FDA Approval to Fabhalta: A New Era in Treatment of the Rare Blood Disorder PNH

Novartis announced that the FDA has granted approval to Fabhalta for adults with paroxysmal nocturnal hemoglobinuria (PNH). This oral monotherapy, with its remarkable efficacy and safety profile, offers hope to PNH patients by improving hemoglobin levels and reducing the need for blood transfusions. Novartis aims to make Fabhalta available in the US in December.
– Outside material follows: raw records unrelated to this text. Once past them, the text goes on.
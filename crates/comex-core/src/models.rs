//! Core data models used throughout Che.Comex.
//!
//! These are plain records: trade-flow rows and regulatory reference data
//! are read-mostly, and [`OpportunityResult`] is recomputed on every
//! request and never persisted.

use std::fmt;
use std::str::FromStr;

use serde::{Deserialize, Serialize};
use thiserror::Error;

/// Validation errors for domain values.
#[derive(Debug, Error, PartialEq)]
pub enum ModelError {
    #[error("invalid HS code '{0}': expected 2 to 10 digits")]
    InvalidHsCode(String),

    #[error("invalid trade flow: {0}")]
    InvalidTradeFlow(String),
}

/// Harmonized System product code.
///
/// Stored as digits only; dots and spaces in the input (`"0901.21"`) are
/// stripped. The first two digits are the chapter, the first four the
/// heading.
#[derive(Debug, Clone, PartialEq, Eq, Hash, Serialize, Deserialize)]
#[serde(try_from = "String", into = "String")]
pub struct HsCode(String);

impl HsCode {
    pub fn parse(raw: &str) -> Result<Self, ModelError> {
        let digits: String = raw
            .chars()
            .filter(|c| !matches!(c, '.' | ' ' | '-'))
            .collect();
        if digits.len() < 2 || digits.len() > 10 || !digits.chars().all(|c| c.is_ascii_digit()) {
            return Err(ModelError::InvalidHsCode(raw.to_string()));
        }
        Ok(Self(digits))
    }

    pub fn as_str(&self) -> &str {
        &self.0
    }

    /// Two-digit chapter, e.g. `"09"` for coffee, tea and spices.
    pub fn chapter(&self) -> &str {
        &self.0[..2]
    }

    /// Four-digit heading, when the code is at least that long.
    pub fn heading(&self) -> Option<&str> {
        self.0.get(..4)
    }

    /// True if this code falls under `prefix` (a chapter, heading, or
    /// any shorter code).
    pub fn starts_with(&self, prefix: &str) -> bool {
        self.0.starts_with(prefix)
    }
}

impl fmt::Display for HsCode {
    fn fmt(&self, f: &mut fmt::Formatter<'_>) -> fmt::Result {
        f.write_str(&self.0)
    }
}

impl FromStr for HsCode {
    type Err = ModelError;

    fn from_str(s: &str) -> Result<Self, Self::Err> {
        Self::parse(s)
    }
}

impl TryFrom<String> for HsCode {
    type Error = ModelError;

    fn try_from(value: String) -> Result<Self, Self::Error> {
        Self::parse(&value)
    }
}

impl From<HsCode> for String {
    fn from(code: HsCode) -> Self {
        code.0
    }
}

/// One row of bilateral trade: how much of a product moved from an
/// origin to a destination in a given year.
#[derive(Debug, Clone, PartialEq, Serialize, Deserialize)]
pub struct TradeFlow {
    pub hs_code: HsCode,
    /// ISO 3166-1 alpha-2 code of the exporting country.
    pub origin_country: String,
    /// ISO 3166-1 alpha-2 code of the importing country.
    pub destination_country: String,
    pub year: i32,
    /// Quantity shipped (tonnes or units, depending on the source).
    pub volume: f64,
    pub value_usd: f64,
}

impl TradeFlow {
    /// Rejects rows with negative or non-finite quantities.
    pub fn validate(&self) -> Result<(), ModelError> {
        if !self.volume.is_finite() || self.volume < 0.0 {
            return Err(ModelError::InvalidTradeFlow(format!(
                "volume must be non-negative, got {}",
                self.volume
            )));
        }
        if !self.value_usd.is_finite() || self.value_usd < 0.0 {
            return Err(ModelError::InvalidTradeFlow(format!(
                "value_usd must be non-negative, got {}",
                self.value_usd
            )));
        }
        if self.origin_country.is_empty() || self.destination_country.is_empty() {
            return Err(ModelError::InvalidTradeFlow(
                "origin and destination must not be empty".to_string(),
            ));
        }
        Ok(())
    }
}

/// A document requirement. `None` fields are wildcards.
#[derive(Debug, Clone, PartialEq, Serialize, Deserialize)]
pub struct RegulatoryRule {
    pub hs_chapter: Option<String>,
    pub country_code: Option<String>,
    pub origin_country_code: Option<String>,
    pub document_name: String,
    pub issuer: String,
    pub description: String,
}

impl RegulatoryRule {
    /// Number of non-wildcard fields. Higher means more specific.
    pub fn specificity(&self) -> usize {
        [
            self.hs_chapter.is_some(),
            self.country_code.is_some(),
            self.origin_country_code.is_some(),
        ]
        .iter()
        .filter(|set| **set)
        .count()
    }

    pub fn matches(&self, chapter: &str, country: &str, origin: Option<&str>) -> bool {
        let chapter_ok = self.hs_chapter.as_deref().map_or(true, |c| c == chapter);
        let country_ok = self
            .country_code
            .as_deref()
            .map_or(true, |c| c.eq_ignore_ascii_case(country));
        let origin_ok = match (self.origin_country_code.as_deref(), origin) {
            (None, _) => true,
            (Some(rule_origin), Some(o)) => rule_origin.eq_ignore_ascii_case(o),
            (Some(_), None) => false,
        };
        chapter_ok && country_ok && origin_ok
    }
}

/// Tariff applied by `country_code` to goods whose HS code starts with
/// `hs_prefix`.
#[derive(Debug, Clone, PartialEq, Serialize, Deserialize)]
pub struct TariffLine {
    pub country_code: String,
    pub hs_prefix: String,
    pub rate_percent: f64,
    #[serde(default)]
    pub non_tariff_measures: Vec<String>,
}

/// A document a shipment needs, as returned to callers.
#[derive(Debug, Clone, PartialEq, Serialize, Deserialize)]
pub struct RequiredDocument {
    pub name: String,
    pub issuer: String,
    pub description: String,
}

impl From<&RegulatoryRule> for RequiredDocument {
    fn from(rule: &RegulatoryRule) -> Self {
        Self {
            name: rule.document_name.clone(),
            issuer: rule.issuer.clone(),
            description: rule.description.clone(),
        }
    }
}

/// Trade volume summed per destination.
#[derive(Debug, Clone, PartialEq, Serialize)]
pub struct DestinationAggregate {
    pub country_code: String,
    pub volume: f64,
    pub value_usd: f64,
    /// Number of trade-flow rows folded into this aggregate.
    pub rows: usize,
}

/// A ranked destination market for a product.
#[derive(Debug, Clone, PartialEq, Serialize)]
pub struct OpportunityResult {
    #[serde(rename = "country")]
    pub country_code: String,
    pub country_name: String,
    pub score: f64,
    pub demand_score: f64,
    pub tariff_score: f64,
    pub ease_score: f64,
    pub landed_cost: f64,
    pub tariff_rate: f64,
    pub required_documents: Vec<String>,
    pub non_tariff_measures: Vec<String>,
    pub volume: f64,
    pub value_usd: f64,
}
In a significant development, the U.S. Food and Drug Administration (FDA) has granted approval for Novartis' new drug, Fabhalta (iptacopan), as an oral monotherapy for suffering from paroxysmal nocturnal hemoglobinuria (PNH). The approval is based on the Phase III APPLY-PNH trial, where Fabhalta demonstrated notable efficacy in clinical trials, including a transfusion avoidance rate of 95.2% for patients with prior anti-C5 treatment.

This development marks a significant milestone for PNH patients and represents a transformative advancement in the treatment of this rare blood disorder.
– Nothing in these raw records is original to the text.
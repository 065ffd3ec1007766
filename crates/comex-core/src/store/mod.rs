//! Storage abstraction for Che.Comex.
//!
//! The [`TradeStore`] trait covers every read and write the opportunity
//! pipeline and the reference-data commands need, so the pipeline can run
//! against SQLite in the application and against [`memory::InMemoryStore`]
//! in tests.
//!
//! Implementations must be `Send + Sync` to work with async runtimes.

pub mod memory;

use anyhow::Result;
use async_trait::async_trait;

use crate::models::{RegulatoryRule, TariffLine, TradeFlow};
use crate::regulatory::RegulatoryTable;

/// Abstract storage backend for trade flows and regulatory reference data.
///
/// # Operations
///
/// | Method | Purpose |
/// |--------|---------|
/// | [`insert_trade_flows`](TradeStore::insert_trade_flows) | Append trade-flow rows tagged with a source |
/// | [`delete_trade_flows`](TradeStore::delete_trade_flows) | Drop every row from one source |
/// | [`trade_flows`](TradeStore::trade_flows) | Rows related to an HS code, in insertion order |
/// | [`tariff_lines`](TradeStore::tariff_lines) | All tariff lines |
/// | [`regulatory_rules`](TradeStore::regulatory_rules) | All document rules, in table order |
/// | [`replace_reference_data`](TradeStore::replace_reference_data) | Swap the tariff and rule tables |
#[async_trait]
pub trait TradeStore: Send + Sync {
    /// Appends rows. Returns the number inserted.
    async fn insert_trade_flows(&self, flows: &[TradeFlow], source: &str) -> Result<usize>;

    /// Deletes all rows inserted with `source`. Returns the number removed.
    async fn delete_trade_flows(&self, source: &str) -> Result<u64>;

    /// Rows whose HS code is under `hs_code` (more specific) or is a
    /// parent of it (less specific), optionally restricted to one year.
    /// Insertion order is preserved.
    async fn trade_flows(&self, hs_code: &str, year: Option<i32>) -> Result<Vec<TradeFlow>>;

    async fn tariff_lines(&self) -> Result<Vec<TariffLine>>;

    async fn regulatory_rules(&self) -> Result<Vec<RegulatoryRule>>;

    /// Replaces both reference tables atomically where the backend allows.
    async fn replace_reference_data(
        &self,
        tariffs: &[TariffLine],
        rules: &[RegulatoryRule],
    ) -> Result<()>;
}

/// Builds a [`RegulatoryTable`] from the store's reference data. An empty
/// store falls back to [`RegulatoryTable::builtin`].
pub async fn load_regulatory_table<S: TradeStore + ?Sized>(store: &S) -> Result<RegulatoryTable> {
    let tariffs = store.tariff_lines().await?;
    let rules = store.regulatory_rules().await?;
    if tariffs.is_empty() && rules.is_empty() {
        tracing::debug!("no reference data stored; using built-in regulatory table");
        return Ok(RegulatoryTable::builtin());
    }
    Ok(RegulatoryTable::new(tariffs, rules))
}

/// True when one code is a prefix of the other.
pub fn hs_related(stored: &str, query: &str) -> bool {
    stored.starts_with(query) || query.starts_with(stored)
}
“An efficacious oral treatment with a demonstrated safety profile could be practice-changing for physicians and help relieve burdens experienced by people with PNH. In clinical studies, iptacopan was superior to anti-C5s in hemoglobin improvement in the absence of RBC transfusion and transfusion avoidance rate, and also effective in complement inhibitor-naïve individuals, by providing clinically meaningful hemoglobin-level increases without the need for blood transfusions,” said Professor Vinod Pullarkat, Department of Hematology, City of Hope.

Understanding the Impact of PNH

Paroxysmal nocturnal hemoglobinuria (PNH) is characterized by the premature destruction of red blood cells by the body's complement system, leading to anemia, blood clots, and other distressing symptoms. Until now, treatment options for PNH primarily revolved around anti-C5 drugs like Soliris and Ultomiris, which required infusion administration. These therapies often left a substantial proportion of patients with unresolved anemia and dependent on blood transfusions. People who take Fabhalta don't need to get blood transfusions.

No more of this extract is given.